Nothing but the listing below, retyped exactly, should appear in the answer.
########
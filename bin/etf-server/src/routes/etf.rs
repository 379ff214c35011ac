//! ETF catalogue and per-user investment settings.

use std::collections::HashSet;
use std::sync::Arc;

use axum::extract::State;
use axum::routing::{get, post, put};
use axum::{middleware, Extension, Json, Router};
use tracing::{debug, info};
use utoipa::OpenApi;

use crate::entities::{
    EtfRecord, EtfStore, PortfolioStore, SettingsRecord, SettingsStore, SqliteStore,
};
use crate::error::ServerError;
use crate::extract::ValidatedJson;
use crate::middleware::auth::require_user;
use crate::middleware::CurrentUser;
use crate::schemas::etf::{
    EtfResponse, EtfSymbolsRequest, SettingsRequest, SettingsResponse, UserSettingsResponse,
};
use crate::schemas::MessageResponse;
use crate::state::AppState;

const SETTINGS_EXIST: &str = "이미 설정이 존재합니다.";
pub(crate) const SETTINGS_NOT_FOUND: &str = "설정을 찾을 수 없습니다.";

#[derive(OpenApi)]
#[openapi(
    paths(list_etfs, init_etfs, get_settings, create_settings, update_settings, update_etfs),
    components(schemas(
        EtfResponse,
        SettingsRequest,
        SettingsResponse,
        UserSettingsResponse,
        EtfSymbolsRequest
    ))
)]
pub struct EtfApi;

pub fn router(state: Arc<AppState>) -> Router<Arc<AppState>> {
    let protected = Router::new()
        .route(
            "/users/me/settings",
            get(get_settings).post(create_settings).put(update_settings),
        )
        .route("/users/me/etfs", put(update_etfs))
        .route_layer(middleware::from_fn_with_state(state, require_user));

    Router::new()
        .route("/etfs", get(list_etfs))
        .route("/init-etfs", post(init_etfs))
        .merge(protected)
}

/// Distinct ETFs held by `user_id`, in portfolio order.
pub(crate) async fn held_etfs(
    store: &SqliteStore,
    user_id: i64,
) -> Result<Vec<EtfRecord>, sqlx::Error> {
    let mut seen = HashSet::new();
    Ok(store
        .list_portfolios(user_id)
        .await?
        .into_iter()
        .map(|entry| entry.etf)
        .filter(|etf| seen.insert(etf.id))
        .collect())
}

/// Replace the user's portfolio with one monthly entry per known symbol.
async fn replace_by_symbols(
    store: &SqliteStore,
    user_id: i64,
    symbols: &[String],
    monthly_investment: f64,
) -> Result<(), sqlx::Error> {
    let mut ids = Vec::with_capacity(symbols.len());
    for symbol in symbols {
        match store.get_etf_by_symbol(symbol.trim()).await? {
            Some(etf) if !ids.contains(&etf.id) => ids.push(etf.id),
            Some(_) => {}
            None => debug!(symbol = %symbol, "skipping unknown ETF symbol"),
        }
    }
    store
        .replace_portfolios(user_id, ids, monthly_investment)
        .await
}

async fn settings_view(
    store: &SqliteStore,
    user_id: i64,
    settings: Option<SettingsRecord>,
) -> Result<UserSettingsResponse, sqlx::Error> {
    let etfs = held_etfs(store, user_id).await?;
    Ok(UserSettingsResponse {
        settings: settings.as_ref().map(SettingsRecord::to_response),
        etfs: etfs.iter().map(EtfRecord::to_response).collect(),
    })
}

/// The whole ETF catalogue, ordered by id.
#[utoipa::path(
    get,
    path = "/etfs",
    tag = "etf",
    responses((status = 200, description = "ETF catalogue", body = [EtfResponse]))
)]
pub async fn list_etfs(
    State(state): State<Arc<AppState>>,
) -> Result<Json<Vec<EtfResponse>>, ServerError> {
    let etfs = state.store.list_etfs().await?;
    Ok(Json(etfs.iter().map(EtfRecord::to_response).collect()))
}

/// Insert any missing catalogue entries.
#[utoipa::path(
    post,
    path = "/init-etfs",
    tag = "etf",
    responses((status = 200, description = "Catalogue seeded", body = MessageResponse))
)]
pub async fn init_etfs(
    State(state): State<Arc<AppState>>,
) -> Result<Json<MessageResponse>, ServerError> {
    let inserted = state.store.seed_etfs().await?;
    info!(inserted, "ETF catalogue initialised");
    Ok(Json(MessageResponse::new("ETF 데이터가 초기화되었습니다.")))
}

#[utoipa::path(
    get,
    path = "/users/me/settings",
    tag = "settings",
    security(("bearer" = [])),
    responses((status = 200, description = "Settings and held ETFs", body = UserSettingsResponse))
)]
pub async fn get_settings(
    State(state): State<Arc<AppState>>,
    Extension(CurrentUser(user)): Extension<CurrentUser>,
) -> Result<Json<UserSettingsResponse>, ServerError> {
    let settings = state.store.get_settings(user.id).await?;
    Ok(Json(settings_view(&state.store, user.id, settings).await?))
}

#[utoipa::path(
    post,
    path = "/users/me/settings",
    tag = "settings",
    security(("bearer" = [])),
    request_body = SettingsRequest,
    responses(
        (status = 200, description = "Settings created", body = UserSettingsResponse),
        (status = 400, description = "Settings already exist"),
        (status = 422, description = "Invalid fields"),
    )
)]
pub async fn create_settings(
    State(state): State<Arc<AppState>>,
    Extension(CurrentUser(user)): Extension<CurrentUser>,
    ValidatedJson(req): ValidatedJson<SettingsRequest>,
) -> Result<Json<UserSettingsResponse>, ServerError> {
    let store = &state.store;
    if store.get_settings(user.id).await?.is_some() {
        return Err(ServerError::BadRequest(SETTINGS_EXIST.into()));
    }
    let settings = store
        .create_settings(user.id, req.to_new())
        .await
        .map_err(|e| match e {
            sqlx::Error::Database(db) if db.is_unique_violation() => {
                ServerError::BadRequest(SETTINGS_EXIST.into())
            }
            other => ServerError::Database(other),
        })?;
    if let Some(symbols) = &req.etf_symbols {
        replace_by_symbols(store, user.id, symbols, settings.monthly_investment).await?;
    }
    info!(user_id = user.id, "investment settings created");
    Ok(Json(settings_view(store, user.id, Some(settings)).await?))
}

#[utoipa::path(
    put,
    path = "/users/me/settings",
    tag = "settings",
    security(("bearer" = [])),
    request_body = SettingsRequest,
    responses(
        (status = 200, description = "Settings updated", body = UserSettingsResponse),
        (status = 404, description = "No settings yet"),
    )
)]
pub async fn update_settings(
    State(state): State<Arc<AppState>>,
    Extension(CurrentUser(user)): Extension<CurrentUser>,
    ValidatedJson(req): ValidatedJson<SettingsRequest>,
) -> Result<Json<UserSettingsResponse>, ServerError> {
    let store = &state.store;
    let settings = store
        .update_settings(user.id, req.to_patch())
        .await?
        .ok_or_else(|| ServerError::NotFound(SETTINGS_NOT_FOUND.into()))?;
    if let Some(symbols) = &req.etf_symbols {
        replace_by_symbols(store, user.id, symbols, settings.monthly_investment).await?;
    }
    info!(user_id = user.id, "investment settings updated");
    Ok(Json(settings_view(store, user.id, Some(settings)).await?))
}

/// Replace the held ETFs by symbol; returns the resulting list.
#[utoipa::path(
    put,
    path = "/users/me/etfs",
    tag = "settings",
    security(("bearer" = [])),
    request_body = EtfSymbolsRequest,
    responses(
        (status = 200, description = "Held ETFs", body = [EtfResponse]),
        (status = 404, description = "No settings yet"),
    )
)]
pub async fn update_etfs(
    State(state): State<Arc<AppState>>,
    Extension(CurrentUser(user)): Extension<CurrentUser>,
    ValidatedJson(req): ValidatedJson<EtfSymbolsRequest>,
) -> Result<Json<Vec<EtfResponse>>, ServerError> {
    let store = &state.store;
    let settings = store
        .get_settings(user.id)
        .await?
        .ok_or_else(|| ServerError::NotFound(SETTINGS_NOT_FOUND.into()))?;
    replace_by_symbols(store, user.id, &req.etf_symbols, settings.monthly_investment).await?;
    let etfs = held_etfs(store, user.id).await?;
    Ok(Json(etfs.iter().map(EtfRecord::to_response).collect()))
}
########
### OUTPUT OF THE EXERCISE:
filename bin/etf-server/src/routes/etf.rs
repository 379ff214c35011ac
//! ETF catalogue and per-user investment settings.

use std::collections::HashSet;
use std::sync::Arc;

use axum::extract::State;
use axum::routing::{get, post, put};
use axum::{middleware, Extension, Json, Router};
use tracing::{debug, info};
use utoipa::OpenApi;

use crate::entities::{
    EtfRecord, EtfStore, PortfolioStore, SettingsRecord, SettingsStore, SqliteStore,
};
use crate::error::ServerError;
use crate::extract::ValidatedJson;
use crate::middleware::auth::require_user;
use crate::middleware::CurrentUser;
use crate::schemas::etf::{
    EtfResponse, EtfSymbolsRequest, SettingsRequest, SettingsResponse, UserSettingsResponse,
};
use crate::schemas::MessageResponse;
use crate::state::AppState;

const SETTINGS_EXIST: &str = "이미 설정이 존재합니다.";
pub(crate) const SETTINGS_NOT_FOUND: &str = "설정을 찾을 수 없습니다.";

#[derive(OpenApi)]
#[openapi(
    paths(list_etfs, init_etfs, get_settings, create_settings, update_settings, update_etfs),
    components(schemas(
        EtfResponse,
        SettingsRequest,
        SettingsResponse,
        UserSettingsResponse,
        EtfSymbolsRequest
    ))
)]
pub struct EtfApi;

pub fn router(state: Arc<AppState>) -> Router<Arc<AppState>> {
    let protected = Router::new()
        .route(
            "/users/me/settings",
            get(get_settings).post(create_settings).put(update_settings),
        )
        .route("/users/me/etfs", put(update_etfs))
        .route_layer(middleware::from_fn_with_state(state, require_user));

    Router::new()
        .route("/etfs", get(list_etfs))
        .route("/init-etfs", post(init_etfs))
        .merge(protected)
}

/// Distinct ETFs held by `user_id`, in portfolio order.
pub(crate) async fn held_etfs(
    store: &SqliteStore,
    user_id: i64,
) -> Result<Vec<EtfRecord>, sqlx::Error> {
    let mut seen = HashSet::new();
    Ok(store
        .list_portfolios(user_id)
        .await?
        .into_iter()
        .map(|entry| entry.etf)
        .filter(|etf| seen.insert(etf.id))
        .collect())
}

/// Replace the user's portfolio with one monthly entry per known symbol.
async fn replace_by_symbols(
    store: &SqliteStore,
    user_id: i64,
    symbols: &[String],
    monthly_investment: f64,
) -> Result<(), sqlx::Error> {
    let mut ids = Vec::with_capacity(symbols.len());
    for symbol in symbols {
        match store.get_etf_by_symbol(symbol.trim()).await? {
            Some(etf) if !ids.contains(&etf.id) => ids.push(etf.id),
            Some(_) => {}
            None => debug!(symbol = %symbol, "skipping unknown ETF symbol"),
        }
    }
    store
        .replace_portfolios(user_id, ids, monthly_investment)
        .await
}

async fn settings_view(
    store: &SqliteStore,
    user_id: i64,
    settings: Option<SettingsRecord>,
) -> Result<UserSettingsResponse, sqlx::Error> {
    let etfs = held_etfs(store, user_id).await?;
    Ok(UserSettingsResponse {
        settings: settings.as_ref().map(SettingsRecord::to_response),
        etfs: etfs.iter().map(EtfRecord::to_response).collect(),
    })
}

/// The whole ETF catalogue, ordered by id.
#[utoipa::path(
    get,
    path = "/etfs",
    tag = "etf",
    responses((status = 200, description = "ETF catalogue", body = [EtfResponse]))
)]
pub async fn list_etfs(
    State(state): State<Arc<AppState>>,
) -> Result<Json<Vec<EtfResponse>>, ServerError> {
    let etfs = state.store.list_etfs().await?;
    Ok(Json(etfs.iter().map(EtfRecord::to_response).collect()))
}

/// Insert any missing catalogue entries.
#[utoipa::path(
    post,
    path = "/init-etfs",
    tag = "etf",
    responses((status = 200, description = "Catalogue seeded", body = MessageResponse))
)]
pub async fn init_etfs(
    State(state): State<Arc<AppState>>,
) -> Result<Json<MessageResponse>, ServerError> {
    let inserted = state.store.seed_etfs().await?;
    info!(inserted, "ETF catalogue initialised");
    Ok(Json(MessageResponse::new("ETF 데이터가 초기화되었습니다.")))
}

#[utoipa::path(
    get,
    path = "/users/me/settings",
    tag = "settings",
    security(("bearer" = [])),
    responses((status = 200, description = "Settings and held ETFs", body = UserSettingsResponse))
)]
pub async fn get_settings(
    State(state): State<Arc<AppState>>,
    Extension(CurrentUser(user)): Extension<CurrentUser>,
) -> Result<Json<UserSettingsResponse>, ServerError> {
    let settings = state.store.get_settings(user.id).await?;
    Ok(Json(settings_view(&state.store, user.id, settings).await?))
}

#[utoipa::path(
    post,
    path = "/users/me/settings",
    tag = "settings",
    security(("bearer" = [])),
    request_body = SettingsRequest,
    responses(
        (status = 200, description = "Settings created", body = UserSettingsResponse),
        (status = 400, description = "Settings already exist"),
        (status = 422, description = "Invalid fields"),
    )
)]
pub async fn create_settings(
    State(state): State<Arc<AppState>>,
    Extension(CurrentUser(user)): Extension<CurrentUser>,
    ValidatedJson(req): ValidatedJson<SettingsRequest>,
) -> Result<Json<UserSettingsResponse>, ServerError> {
    let store = &state.store;
    if store.get_settings(user.id).await?.is_some() {
        return Err(ServerError::BadRequest(SETTINGS_EXIST.into()));
    }
    let settings = store
        .create_settings(user.id, req.to_new())
        .await
        .map_err(|e| match e {
            sqlx::Error::Database(db) if db.is_unique_violation() => {
                ServerError::BadRequest(SETTINGS_EXIST.into())
            }
            other => ServerError::Database(other),
        })?;
    if let Some(symbols) = &req.etf_symbols {
        replace_by_symbols(store, user.id, symbols, settings.monthly_investment).await?;
    }
    info!(user_id = user.id, "investment settings created");
    Ok(Json(settings_view(store, user.id, Some(settings)).await?))
}

#[utoipa::path(
    put,
    path = "/users/me/settings",
    tag = "settings",
    security(("bearer" = [])),
    request_body = SettingsRequest,
    responses(
        (status = 200, description = "Settings updated", body = UserSettingsResponse),
        (status = 404, description = "No settings yet"),
    )
)]
pub async fn update_settings(
    State(state): State<Arc<AppState>>,
    Extension(CurrentUser(user)): Extension<CurrentUser>,
    ValidatedJson(req): ValidatedJson<SettingsRequest>,
) -> Result<Json<UserSettingsResponse>, ServerError> {
    let store = &state.store;
    let settings = store
        .update_settings(user.id, req.to_patch())
        .await?
        .ok_or_else(|| ServerError::NotFound(SETTINGS_NOT_FOUND.into()))?;
    if let Some(symbols) = &req.etf_symbols {
        replace_by_symbols(store, user.id, symbols, settings.monthly_investment).await?;
    }
    info!(user_id = user.id, "investment settings updated");
    Ok(Json(settings_view(store, user.id, Some(settings)).await?))
}

/// Replace the held ETFs by symbol; returns the resulting list.
#[utoipa::path(
    put,
    path = "/users/me/etfs",
    tag = "settings",
    security(("bearer" = [])),
    request_body = EtfSymbolsRequest,
    responses(
        (status = 200, description = "Held ETFs", body = [EtfResponse]),
        (status = 404, description = "No settings yet"),
    )
)]
pub async fn update_etfs(
    State(state): State<Arc<AppState>>,
    Extension(CurrentUser(user)): Extension<CurrentUser>,
    ValidatedJson(req): ValidatedJson<EtfSymbolsRequest>,
) -> Result<Json<Vec<EtfResponse>>, ServerError> {
    let store = &state.store;
    let settings = store
        .get_settings(user.id)
        .await?
        .ok_or_else(|| ServerError::NotFound(SETTINGS_NOT_FOUND.into()))?;
    replace_by_symbols(store, user.id, &req.etf_symbols, settings.monthly_investment).await?;
    let etfs = held_etfs(store, user.id).await?;
    Ok(Json(etfs.iter().map(EtfRecord::to_response).collect()))
}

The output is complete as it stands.